An odd final note: for the main cast, this show was the final or nearly final role of their acting careers. Their performances were certainly not bad enough to blacklist them from the industry. Maybe it's just the curse of the robot.
The audio is presented in Dolby Digital 2.0 tracks that present the show's simple audio tracks clearly, with a center-balanced delivery. There's nothing to be impressed by, but it's all good for a show of its age.
The other big extra is the inclusion of the original promos for the episodes, which were likely made by the production company for the channels to put their scheduling info on. These are about as bad as promos can get, with narration that not only annoys with its sunny disposition, but also reveals basically the entire plot of the show, to the point where these things can serve as recaps of the episodes in most cases. For historical purposes, it's a nice inclusion.

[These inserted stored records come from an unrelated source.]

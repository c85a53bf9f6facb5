//! Data models.

use std::fmt;

use chrono::{DateTime, NaiveDateTime, Utc};
use serde::{Deserialize, Serialize};

use crate::errors::TrackerError;
use crate::geometry;
use serde_helpers::*;

/// Vessel identity as it appears in position reports
///
/// Any non-blank string. Surrounding whitespace is trimmed.
#[derive(Debug, Clone, PartialEq, Eq, PartialOrd, Ord, Hash, Serialize, Deserialize)]
#[serde(try_from = "String", into = "String")]
pub struct VesselName(String);

impl TryFrom<&str> for VesselName {
    type Error = TrackerError;

    fn try_from(value: &str) -> Result<Self, Self::Error> {
        let trimmed = value.trim();
        if trimmed.is_empty() {
            return Err(TrackerError::InvalidVesselName(value.to_string()));
        }
        Ok(Self(trimmed.to_string()))
    }
}

impl TryFrom<String> for VesselName {
    type Error = TrackerError;

    fn try_from(value: String) -> Result<Self, Self::Error> {
        Self::try_from(value.as_str())
    }
}

impl From<VesselName> for String {
    fn from(value: VesselName) -> Self {
        value.0
    }
}

impl VesselName {
    pub fn as_str(&self) -> &str {
        &self.0
    }
}

impl fmt::Display for VesselName {
    fn fmt(&self, f: &mut fmt::Formatter<'_>) -> fmt::Result {
        f.write_str(&self.0)
    }
}

/// A single timestamped position observation for a vessel
#[derive(Debug, Clone, PartialEq)]
pub struct PositionReport {
    pub vessel: VesselName,
    /// Latitude in WGS84 decimal degrees
    pub lat: f64,
    /// Longitude in WGS84 decimal degrees
    pub lon: f64,
    pub timestamp: DateTime<Utc>,
}

impl PositionReport {
    pub fn new(vessel: VesselName, lat: f64, lon: f64, timestamp: DateTime<Utc>) -> Self {
        Self {
            vessel,
            lat,
            lon,
            timestamp,
        }
    }

    pub fn has_finite_position(&self) -> bool {
        self.lat.is_finite() && self.lon.is_finite()
    }

    pub fn position(&self) -> RoutePoint {
        RoutePoint::new(self.lon, self.lat)
    }
}

impl TryFrom<ShipRow> for PositionReport {
    type Error = TrackerError;

    fn try_from(row: ShipRow) -> Result<Self, Self::Error> {
        let vessel = row
            .vessel
            .ok_or_else(|| TrackerError::malformed("missing vessel name"))
            .and_then(VesselName::try_from)?;
        let (lat, lon) = match (row.lat, row.lon) {
            (Some(lat), Some(lon)) => (lat, lon),
            _ => {
                return Err(TrackerError::malformed(format!(
                    "missing latitude or longitude for {}",
                    vessel
                )))
            }
        };
        let timestamp = row
            .timestamp
            .as_deref()
            .and_then(parse_timestamp)
            .ok_or_else(|| {
                TrackerError::malformed(format!(
                    "unparsable timestamp {:?} for {}",
                    row.timestamp.as_deref().unwrap_or(""),
                    vessel
                ))
            })?;

        Ok(Self::new(vessel, lat, lon, timestamp))
    }
}

/// Coordinate pair, longitude first
///
/// Serialized as `[lon, lat]`. Swapping the order silently breaks every
/// distance computation downstream, so there is no constructor taking
/// latitude first.
#[derive(Debug, Clone, Copy, PartialEq, Serialize, Deserialize)]
#[serde(from = "[f64; 2]", into = "[f64; 2]")]
pub struct RoutePoint {
    pub lon: f64,
    pub lat: f64,
}

impl RoutePoint {
    pub fn new(lon: f64, lat: f64) -> Self {
        Self { lon, lat }
    }
}

impl From<[f64; 2]> for RoutePoint {
    fn from([lon, lat]: [f64; 2]) -> Self {
        Self { lon, lat }
    }
}

impl From<RoutePoint> for [f64; 2] {
    fn from(point: RoutePoint) -> Self {
        [point.lon, point.lat]
    }
}

/// Segmented route of a single vessel
///
/// `recent_segment` covers `[end - recent window, end)` and `prior_segment`
/// covers `[end - prior window, end - recent window)`, both oldest first.
#[derive(Debug, Clone, PartialEq, Serialize, Deserialize)]
pub struct VesselTrack {
    pub vessel: VesselName,
    #[serde(with = "geometry::line_string")]
    pub recent_segment: Vec<RoutePoint>,
    #[serde(with = "geometry::line_string")]
    pub prior_segment: Vec<RoutePoint>,
}

impl VesselTrack {
    pub fn empty(vessel: VesselName) -> Self {
        Self {
            vessel,
            recent_segment: Vec::new(),
            prior_segment: Vec::new(),
        }
    }

    pub fn is_empty(&self) -> bool {
        self.recent_segment.is_empty() && self.prior_segment.is_empty()
    }

    /// All points of both segments, recent segment first
    pub fn points(&self) -> impl Iterator<Item = &RoutePoint> {
        self.recent_segment.iter().chain(self.prior_segment.iter())
    }
}

/// Named port location
#[derive(Debug, Clone, PartialEq, Serialize, Deserialize)]
#[serde(into = "geojson::Feature", try_from = "geojson::Feature")]
pub struct PortRecord {
    pub name: String,
    pub position: RoutePoint,
}

impl PortRecord {
    pub fn new(name: impl Into<String>, position: RoutePoint) -> Self {
        Self {
            name: name.into(),
            position,
        }
    }
}

/// Raw row of the ship position file
#[derive(Debug, Clone, PartialEq, Deserialize, Default)]
pub struct ShipRow {
    #[serde(
        rename = "site_name",
        default,
        deserialize_with = "deserialize_trimmed_string"
    )]
    pub vessel: Option<String>,
    #[serde(
        rename = "location_latitude",
        default,
        deserialize_with = "deserialize_coordinate"
    )]
    pub lat: Option<f64>,
    #[serde(
        rename = "location_longitude",
        default,
        deserialize_with = "deserialize_coordinate"
    )]
    pub lon: Option<f64>,
    #[serde(
        rename = "ec_timestamp",
        default,
        deserialize_with = "deserialize_trimmed_string"
    )]
    pub timestamp: Option<String>,
}

/// Raw row of the port file
#[derive(Debug, Clone, PartialEq, Deserialize, Default)]
pub struct PortRow {
    #[serde(
        rename = "port_name",
        default,
        deserialize_with = "deserialize_trimmed_string"
    )]
    pub name: Option<String>,
    #[serde(
        rename = "geo_location_latitude",
        default,
        deserialize_with = "deserialize_coordinate"
    )]
    pub lat: Option<f64>,
    #[serde(
        rename = "geo_location_longitude",
        default,
        deserialize_with = "deserialize_coordinate"
    )]
    pub lon: Option<f64>,
}

/// Parse a report timestamp
///
/// Accepts RFC 3339, and `YYYY-MM-DD HH:MM:SS[.fff]` with either a space or
/// `T` separator, optionally followed by a `±HH:MM` offset. Timestamps
/// without an offset are taken as UTC.
pub fn parse_timestamp(value: &str) -> Option<DateTime<Utc>> {
    let value = value.trim();
    if let Ok(dt) = DateTime::parse_from_rfc3339(value) {
        return Some(dt.with_timezone(&Utc));
    }
    if let Ok(dt) = DateTime::parse_from_str(value, "%Y-%m-%d %H:%M:%S%.f%:z") {
        return Some(dt.with_timezone(&Utc));
    }
    ["%Y-%m-%d %H:%M:%S%.f", "%Y-%m-%dT%H:%M:%S%.f"]
        .iter()
        .find_map(|format| NaiveDateTime::parse_from_str(value, format).ok())
        .map(|naive| naive.and_utc())
}

/// Custom deserializers
mod serde_helpers {
    use serde::{self, Deserialize, Deserializer};

    pub fn deserialize_trimmed_string<'de, D>(deserializer: D) -> Result<Option<String>, D::Error>
    where
        D: Deserializer<'de>,
    {
        let s: String = String::deserialize(deserializer)?;
        let trimmed = s.trim();
        Ok(if trimmed.is_empty() {
            None
        } else {
            Some(trimmed.to_string())
        })
    }

    /// Decimal degrees, None if blank, unparsable or not finite
    pub fn deserialize_coordinate<'de, D>(deserializer: D) -> Result<Option<f64>, D::Error>
    where
        D: Deserializer<'de>,
    {
        let s: String = String::deserialize(deserializer)?;
        Ok(s.trim().parse::<f64>().ok().filter(|v| v.is_finite()))
    }
}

The final extra is one of the more bizarre elements of bonus material I've ever seen. Shout! Factory reached out to fans to send in fan art about the series. The 11 pieces included here, if found on your person, would likely result in some sort of extended hospitalization. If this is the best the Small Wonder audience could manage, it's time to break up the band. It's utterly creepy in places.
During the commentaries, Pennington mentions blooper reels that she just watched, but, disappointingly, they aren't included on these DVDs. Maybe Season Two?